Experts at the University of Sheffield have developed a combination of control systems and artificial intelligence (AI) forecasting models to prevent icebergs from drifting into busy shipping regions.
Through the use of a recently published control systems model, experts were able to predict the movement of icebergs. In 2020, between 479 and 1,015 icebergs are expected to drift into waters south of 48°, an area that sees great shipping movement between Europe and north-east North America. Last year, there were a total of 1,515 observed in that same area.
The team relied on experimental artificial intelligence analysis in order to independently support the number of icebergs predicted. They also discovered a rapid early rise in the number of icebergs present in this area during the ice season, which runs from January to September.
The International Ice Patrol (IIP) is supplied with the findings, and they use the information to figure out the best use of resources for better ice forecasts during the season. According to the seasonal forecast, ships in the north-west Atlantic will be less likely to encounter an iceberg compared to last year.
Icebergs cause serious problems and shipping risks in the north-west Atlantic. Records show that there have been collisions and sinkings dating back to the 17th century. The IIP was established in 1912 after the sinking of the Titanic, and its job is to observe sea ice and conditions in the north-west Atlantic and warn of potential dangers.
The risk of icebergs to shipping changes each year. One year can see no icebergs crossing the area, while another year can see over 1,000. This makes it difficult to predict, but in general, there has been a higher amount detected since the 1980s.
2020 is the first year that artificial intelligence is being used to forecast the icebergs in the area, as well as the rate of change across the season.
The model was developed by a team led by Professor Grant Bigg at the University of Sheffield, and it was funded by insurance firm AXA XL’s Ocean Risk Scholarships Programme. There is a control systems model as well as two machine learning tools that are used.
Data related to the surface temperature of the Labrador Sea is analyzed, as well as variations in atmospheric pressure in the North Atlantic and the surface mass balance of the Greenland ice sheet.
The foundation control systems approach had an 80 percent accuracy level when tested against data on iceberg numbers for the seasons between 1997 and 2016.
According to some of Professor Bigg’s earlier research, the variation of the number of icebergs drifting into the region was due to variable calving rates from Greenland.

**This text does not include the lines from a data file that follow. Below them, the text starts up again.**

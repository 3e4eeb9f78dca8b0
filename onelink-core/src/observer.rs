/// Observer for wallet state changes.
///
/// The original prototype relied on declarative-UI bindings to refresh views
/// when state mutated. Across the FFI boundary that becomes an explicit
/// subscription: the host registers an observer with
/// [`crate::CardStore::register_observer`] and re-reads the store whenever
/// [`WalletObserver::wallet_changed`] fires.
///
/// Notification is deliberately coarse. Every successful mutation produces
/// exactly one callback; failed operations and no-op resolves produce none.
///
/// # Example (Swift)
///
/// ```swift
/// class WalletModel: ObservableObject, WalletObserver {
///     func walletChanged() {
///         DispatchQueue.main.async { self.objectWillChange.send() }
///     }
/// }
/// ```
#[uniffi::export(with_foreign)]
pub trait WalletObserver: Send + Sync {
    /// Called after any successful mutation of the card store.
    fn wallet_changed(&self);
}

However, the regional climate and ocean currents are the biggest factors. Higher numbers of icebergs appear when there are colder sea surface temperatures and stronger northwesterly winds.
Grant Brigg is a Professor of Earth System Science at the University of Sheffield.

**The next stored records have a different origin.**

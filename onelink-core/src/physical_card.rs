//! The static physical-card descriptor shown above the digital list.

/// Display content for the user's physical One-Link card.
///
/// Purely decorative: the wallet tab renders it above the digital cards, and
/// nothing in the card store references it. Colors are hex strings the host
/// feeds through [`crate::Color::from_hex`] or its own color type.
#[derive(Debug, Clone, PartialEq, Eq, uniffi::Record)]
pub struct PhysicalCard {
    /// Brand name printed on the card.
    pub brand: String,
    /// Masked card number.
    pub number: String,
    /// Cardholder name.
    pub cardholder: String,
    /// Expiry in `MM/YY` form.
    pub expiry: String,
    /// Gradient start color, hex.
    pub gradient_start_hex: String,
    /// Gradient end color, hex.
    pub gradient_end_hex: String,
    /// Accent color for the contactless glyphs, hex.
    pub accent_hex: String,
}

/// Returns the physical-card descriptor the wallet tab renders.
#[uniffi::export]
#[must_use]
pub fn physical_card() -> PhysicalCard {
    PhysicalCard {
        brand: "One-Link".to_string(),
        number: "**** **** **** 1234".to_string(),
        cardholder: "John Doe".to_string(),
        expiry: "12/25".to_string(),
        gradient_start_hex: "#2E69FB".to_string(),
        gradient_end_hex: "#141F9D".to_string(),
        accent_hex: "#50CEC3".to_string(),
    }
}

#[cfg(test)]
mod tests {
    use crate::Color;

    use super::*;

    #[test]
    fn test_physical_card_content() {
        let card = physical_card();
        assert_eq!(card.brand, "One-Link");
        assert_eq!(card.number, "**** **** **** 1234");
        assert_eq!(card.cardholder, "John Doe");
        assert_eq!(card.expiry, "12/25");
    }

    #[test]
    fn test_physical_card_colors_parse() {
        let card = physical_card();
        let opaque_black = Color::from_hex("");
        for hex in [
            &card.gradient_start_hex,
            &card.gradient_end_hex,
            &card.accent_hex,
        ] {
            assert_ne!(Color::from_hex(hex), opaque_black, "{hex} should parse");
        }
    }
}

“We have issued seasonal ice forecasts to the IIP since 2018, but this year is the first time we have combined the original control system model with two artificial intelligence approaches to specific aspects of the forecast. The agreement in all three approaches gives us the confidence to release the forecast for low iceberg numbers publicly this year—but it is worth remembering that this is just a forecast of iceberg conditions, not a guarantee, and that collisions between ships and icebergs do occur even in low ice years.”
According to Mike Hicks of the International Ice Patrol, “The availability of a reliable prediction is very important as we consider the balance between aerial and satellite reconnaissance methods.”
Dr. John Wardman is a Senior Science Specialist in the Science and Natural Perils team at AXA XL.
“The impact of sea level rise on coastal exposure and a potential increase in Arctic shipping activity will require a greater number and diversity of risk transfer solutions through the use of re/insurance products and other ‘soft’ mitigation strategies. The insurance industry is keeping a keen eye on the Arctic, and this model is an important tool in helping the industry identify how or when the melting Greenland Ice Sheet will directly impact the market.”